**Task goal:** Each line of the data below from the one holding "if amount <= 0.0" to the one holding "Decay scaled to", inclusive, is to be reproduced exactly; no other line belongs in the answer.

Data excerpts:

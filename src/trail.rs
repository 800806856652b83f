use crate::config::*;
use bevy::math::Vec2;

/// Which sensor won a chemotaxis reading
#[derive(Debug, Clone, Copy, PartialEq, Eq)]
pub enum Sensor {
    Forward,
    Left,
    Right,
}

/// Strongest of the three trail sensors
#[derive(Debug, Clone, Copy, PartialEq)]
pub struct SensorReading {
    pub sensor: Sensor,
    /// Unit direction on the ground plane (`y` holds world Z)
    pub direction: Vec2,
    pub value: f32,
}

/// Pheromone field over a square `[-R, R]²` region split into `N×N` cells.
/// Written and read through the nearest cell.
#[derive(Debug, Clone, PartialEq)]
pub struct TrailGrid {
    resolution: usize,
    bound_radius: f32,
    decay_rate: f32,
    cells: Vec<f32>,
}

impl Default for TrailGrid {
    fn default() -> Self {
        Self::new(TRAIL_GRID_SIZE, TRAIL_BOUND_RADIUS, TRAIL_DECAY_RATE)
    }
}

impl TrailGrid {
    pub fn new(resolution: usize, bound_radius: f32, decay_rate: f32) -> Self {
        let resolution = resolution.max(1);
        Self {
            resolution,
            bound_radius,
            decay_rate: decay_rate.clamp(0.0, 1.0),
            cells: vec![0.0; resolution * resolution],
        }
    }

    pub fn resolution(&self) -> usize {
        self.resolution
    }

    pub fn cell_size(&self) -> f32 {
        2.0 * self.bound_radius / self.resolution as f32
    }

    pub fn cells(&self) -> &[f32] {
        &self.cells
    }

    fn axis_index(&self, coord: f32) -> usize {
        let u = (coord + self.bound_radius) / (2.0 * self.bound_radius);
        let i = (u * self.resolution as f32).floor();
        if i.is_nan() {
            return 0;
        }
        (i.max(0.0) as usize).min(self.resolution - 1)
    }

    /// Flat index of the cell nearest to `(x, z)`; points outside the region
    /// map onto the border cells
    pub fn index(&self, x: f32, z: f32) -> usize {
        self.axis_index(x) + self.axis_index(z) * self.resolution
    }

    /// Add `amount` to the nearest cell; negative amounts are ignored
    pub fn deposit(&mut self, x: f32, z: f32, amount: f32) {
        if amount <= 0.0 || !amount.is_finite() {
            return;
        }
        let i = self.index(x, z);
        self.cells[i] += amount;
    }

    pub fn sample(&self, x: f32, z: f32) -> f32 {
        self.cells[self.index(x, z)]
    }

    /// Sample normalised to `[0, 1]` for visual feedback
    pub fn strength(&self, x: f32, z: f32) -> f32 {
        (self.sample(x, z) / TRAIL_VISUAL_MAX).clamp(0.0, 1.0)
    }

    /// Multiply every cell by the decay rate once
    pub fn decay(&mut self) {
        let rate = self.decay_rate;
        self.cells.iter_mut().for_each(|c| *c *= rate);
    }

    /// Decay scaled to an arbitrary frame time, equal to [`TrailGrid::decay`]
    /// when `dt == REFERENCE_DT`
    pub fn decay_for(&mut self, dt: f32) {
        let rate = self.decay_rate.powf(dt.max(0.0) / REFERENCE_DT);
        self.cells.iter_mut().for_each(|c| *c *= rate);
    }

    /// Three-ray slime-mold sensing: probe ahead, ahead-left and ahead-right
    /// and report the strongest reading above the activation threshold
    pub fn sense(&self, position: Vec2, velocity: Vec2) -> Option<SensorReading> {
        let forward = velocity.try_normalize()?;
        // Rotation about world +Y turns clockwise in the (x, z) plane
        let left = Vec2::from_angle(-SENSOR_ANGLE).rotate(forward);
        let right = Vec2::from_angle(SENSOR_ANGLE).rotate(forward);

        let read = |sensor, direction: Vec2| {
            let probe = position + direction * SENSOR_DISTANCE;
            SensorReading {
                sensor,
                direction,
                value: self.sample(probe.x, probe.y),
            }
        };

        let mut best = read(Sensor::Forward, forward);
        for candidate in [read(Sensor::Left, left), read(Sensor::Right, right)] {
            if candidate.value > best.value {
                best = candidate;
            }
        }

        (best.value > SENSOR_THRESHOLD).then_some(best)
    }

    /// Steering contribution toward the strongest sensed trail
    pub fn follow_force(&self, position: Vec2, velocity: Vec2) -> Vec2 {
        self.sense(position, velocity)
            .map(|r| r.direction * (TRAIL_FOLLOW_WEIGHT * r.value))
            .unwrap_or(Vec2::ZERO)
    }
}

#[cfg(test)]
mod tests {
    use super::*;

    #[test]
    fn cell_size_covers_region() {
        let grid = TrailGrid::default();
        assert!((grid.cell_size() * grid.resolution() as f32 - 2.0 * TRAIL_BOUND_RADIUS).abs() < 1e-4);
    }

    #[test]
    fn deposit_reads_back_from_same_cell() {
        let mut grid = TrailGrid::default();
        grid.deposit(10.2, -33.7, 2.5);
        assert_eq!(grid.sample(10.3, -33.6), 2.5);
        assert_eq!(grid.sample(-10.0, 33.0), 0.0);
    }

    #[test]
    fn outside_points_clamp_to_border() {
        let mut grid = TrailGrid::new(4, 10.0, 0.9);
        grid.deposit(500.0, 500.0, 1.0);
        assert_eq!(grid.index(500.0, 500.0), 15);
        assert_eq!(grid.sample(9.9, 9.9), 1.0);
        assert_eq!(grid.index(-500.0, -500.0), 0);
    }

    #[test]
    fn negative_deposits_keep_cells_non_negative() {
        let mut grid = TrailGrid::default();
        grid.deposit(0.0, 0.0, -5.0);
        grid.deposit(0.0, 0.0, f32::NAN);
        assert!(grid.cells().iter().all(|&c| c >= 0.0));
    }

    #[test]
    fn constant_deposit_converges_geometrically() {
        let amount = 3.0;
        let rate = 0.96;
        let mut grid = TrailGrid::new(8, 10.0, rate);
        for n in 1..=400 {
            grid.deposit(0.0, 0.0, amount);
            grid.decay();
            // Partial sum A·D·(1 - Dⁿ)/(1 - D)
            let expected = amount * rate * (1.0 - rate.powi(n)) / (1.0 - rate);
            let actual = grid.sample(0.0, 0.0);
            assert!((actual - expected).abs() <= 1e-3 * expected, "tick {n}: {actual} vs {expected}");
        }
        let limit = amount * rate / (1.0 - rate);
        assert!((grid.sample(0.0, 0.0) - limit).abs() < 1e-2);
    }

    #[test]
    fn scaled_decay_matches_fixed_decay_at_reference_dt() {
        let mut fixed = TrailGrid::default();
        let mut scaled = TrailGrid::default();
        fixed.deposit(1.0, 1.0, 1.0);
        scaled.deposit(1.0, 1.0, 1.0);
        fixed.decay();
        scaled.decay_for(REFERENCE_DT);
        assert!((fixed.sample(1.0, 1.0) - scaled.sample(1.0, 1.0)).abs() < 1e-6);

        // Two half-steps equal one full step
        let mut halves = TrailGrid::default();
        halves.deposit(1.0, 1.0, 1.0);
        halves.decay_for(REFERENCE_DT * 0.5);
        halves.decay_for(REFERENCE_DT * 0.5);
        assert!((halves.sample(1.0, 1.0) - fixed.sample(1.0, 1.0)).abs() < 1e-6);
    }

    #[test]
    fn sensing_steers_toward_strongest_ray() {
        let mut grid = TrailGrid::default();
        let position = Vec2::ZERO;
        let velocity = Vec2::new(0.0, 1.0);
        let right = Vec2::from_angle(SENSOR_ANGLE).rotate(velocity) * SENSOR_DISTANCE;
        grid.deposit(right.x, right.y, 2.0);

        let reading = grid.sense(position, velocity).unwrap();
        assert_eq!(reading.sensor, Sensor::Right);
        assert_eq!(reading.value, 2.0);
        let force = grid.follow_force(position, velocity);
        assert!((force.length() - TRAIL_FOLLOW_WEIGHT * 2.0).abs() < 1e-4);
    }

    #[test]
    fn sensing_ignores_faint_trails_and_still_agents() {
        let mut grid = TrailGrid::default();
        grid.deposit(0.0, SENSOR_DISTANCE, SENSOR_THRESHOLD * 0.5);
        assert!(grid.sense(Vec2::ZERO, Vec2::Y).is_none());
        grid.deposit(0.0, SENSOR_DISTANCE, 1.0);
        assert!(grid.sense(Vec2::ZERO, Vec2::ZERO).is_none());
        assert_eq!(grid.sense(Vec2::ZERO, Vec2::Y).map(|r| r.sensor), Some(Sensor::Forward));
    }
}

**Exercise output:**
        if amount <= 0.0 || !amount.is_finite() {
            return;
        }
        let i = self.index(x, z);
        self.cells[i] += amount;
    }

    pub fn sample(&self, x: f32, z: f32) -> f32 {
        self.cells[self.index(x, z)]
    }

    /// Sample normalised to `[0, 1]` for visual feedback
    pub fn strength(&self, x: f32, z: f32) -> f32 {
        (self.sample(x, z) / TRAIL_VISUAL_MAX).clamp(0.0, 1.0)
    }

    /// Multiply every cell by the decay rate once
    pub fn decay(&mut self) {
        let rate = self.decay_rate;
        self.cells.iter_mut().for_each(|c| *c *= rate);
    }

    /// Decay scaled to an arbitrary frame time, equal to [`TrailGrid::decay`]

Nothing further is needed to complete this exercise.